É verdade que “quem nunca comeu melado, quando come se lambuza” e o Iluminismo ficou tão eufórico com o descobrimento do poder crítico da mente humana, que começou a fazer bobagens como a de, à época da Revolução Francesa, passearem pelas ruas de Paris uma estátua da Deusa Razão e, mais tarde, o anti-religioso Auguste Comte cometeu a insanidade de construir um Templo da Razão. Como dizia, Oscar Wilde: “os remédios dos homens acabam sempre contaminados pelas doenças que pretendem curar”.
Valeria acrescentar a tudo isso uma pitada de Haeckel, por sua afirmação de que todo processo evolutivo implica três elementos: crescimento, diferenciação e integração das partes diferenciadas. Mas isso fica para outro papo, inclusive porque Haeckel não conhecia os japoneses e passaria pelo perigo de concluir que, sendo a válvula maior do que o transistor e esse último do que o “chip”, a válvula era a mais “evoluída” dos três.
Em tempo: quando Freud, no fim do século XIX para o seguinte, resolveu aplicar à res cogitans o mesmo tipo de pensamento crítico que, marcadamente a partir de Copérnico e de Vesalius, passou a ser aplicar à res extensa, todas as forças anti-iluministas foram de novo mobilizadas para impedir esse novo avanço da razão. Como afirmou Galileu: “Acredito que não haja maior ódio, nesse mundo, do que o da ignorância em relação ao saber”.

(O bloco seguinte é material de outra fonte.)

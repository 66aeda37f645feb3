//! Error types for rbossa-core
//!
//! One error enum covers the whole shell: validation and gating failures that
//! are reported next to the command that raised them, and I/O failures that
//! propagate out of transfers after their resources have been released.

use std::io;
use std::path::PathBuf;
use thiserror::Error;

/// Core error type
#[derive(Error, Debug)]
pub enum Error {
    // Validation errors
    /// Wrong argument count or badly formed argument
    #[error("{0}")]
    Usage(String),

    /// Token is not an integer literal
    #[error("Invalid number \"{0}\"")]
    InvalidNumber(String),

    /// Value parsed but does not fit the expected range
    #[error("{0} is out of range")]
    OutOfRange(String),

    /// PIO line name or operation could not be decoded
    #[error("{0}")]
    HardwareDecode(String),

    // Gating errors
    /// Command needs a device and none is attached
    #[error("No device connected.  Use \"connect\" or \"scan\" first")]
    NotConnected,

    /// Command needs flash support and the attached device has none
    #[error("Flash on device is not supported")]
    FlashUnsupported,

    // Dispatch errors
    /// No command registered under this name
    #[error("Unknown command \"{0}\"")]
    UnknownCommand(String),

    /// Input line could not be split into tokens
    #[error("Malformed command line: {0}")]
    MalformedLine(String),

    // File errors
    /// Host file could not be opened
    #[error("Unable to open \"{}\": {source}", .path.display())]
    FileOpen {
        /// File that failed to open
        path: PathBuf,
        /// Underlying OS error
        #[source]
        source: io::Error,
    },

    /// Read, write or seek on an open host file failed
    #[error("File I/O error: {source}")]
    FileIo {
        /// Underlying OS error
        #[source]
        source: io::Error,
    },

    /// Host file accepted fewer bytes than were handed to it
    #[error("Short file write: {written} of {expected} bytes")]
    FileShort {
        /// Bytes offered to the file
        expected: usize,
        /// Bytes the file accepted
        written: usize,
    },

    // Device errors
    /// Transport to the target failed
    #[error("Device transport error: {0}")]
    Transport(String),

    /// Flash driver reported a failure
    #[error("Flash error: {0}")]
    Flash(String),

    /// Writing to the console failed
    #[error("Console output failed: {0}")]
    Console(#[from] io::Error),
}

impl Error {
    /// Whether this error is an argument validation failure
    ///
    /// Validation failures are reported with a pointer to the command's help.
    pub fn is_usage(&self) -> bool {
        matches!(
            self,
            Self::Usage(_) | Self::InvalidNumber(_) | Self::OutOfRange(_) | Self::HardwareDecode(_)
        )
    }

    /// OS error code carried by file errors, if any
    pub fn code(&self) -> Option<i32> {
        match self {
            Self::FileOpen { source, .. } | Self::FileIo { source } => source.raw_os_error(),
            _ => None,
        }
    }

    pub(crate) fn file_io(source: io::Error) -> Self {
        Self::FileIo { source }
    }
}

/// Result type alias using the core Error type
pub type Result<T> = core::result::Result<T, Error>;

#[cfg(test)]
mod tests {
    use super::*;

    #[test]
    fn test_usage_classification() {
        assert!(Error::Usage("x".into()).is_usage());
        assert!(Error::InvalidNumber("x".into()).is_usage());
        assert!(Error::OutOfRange("x".into()).is_usage());
        assert!(Error::HardwareDecode("x".into()).is_usage());
        assert!(!Error::NotConnected.is_usage());
        assert!(!Error::FlashUnsupported.is_usage());
        assert!(!Error::FileShort { expected: 2, written: 1 }.is_usage());
    }

    #[test]
    fn test_file_error_code() {
        let err = Error::FileOpen {
            path: PathBuf::from("/nonexistent"),
            source: io::Error::from_raw_os_error(2),
        };
        assert_eq!(err.code(), Some(2));
        assert_eq!(Error::NotConnected.code(), None);
    }

    #[test]
    fn test_messages() {
        assert_eq!(
            Error::InvalidNumber("12x".into()).to_string(),
            "Invalid number \"12x\""
        );
        assert_eq!(
            Error::FileShort { expected: 1024, written: 10 }.to_string(),
            "Short file write: 10 of 1024 bytes"
        );
    }
}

[1] “There is ... some tendency among historians of the Western culture to use ‘Age of Reason’ for the seventeenth and eighteenth centuries together, and to confine ‘Enlightenment’ [ correspondente ingles do português “Iluminismo’ ] to the eighteenth century, when the characteristic ideas and attitudes of rationalism had spread from a small group of advanced thinkers to a relatively large educated public.” BRINTON, Crane. “Enlightenment”, in: EDWARDS, Paul (ed.). The Encyclopedia of Philosophy. New York: Macmillan, 1967.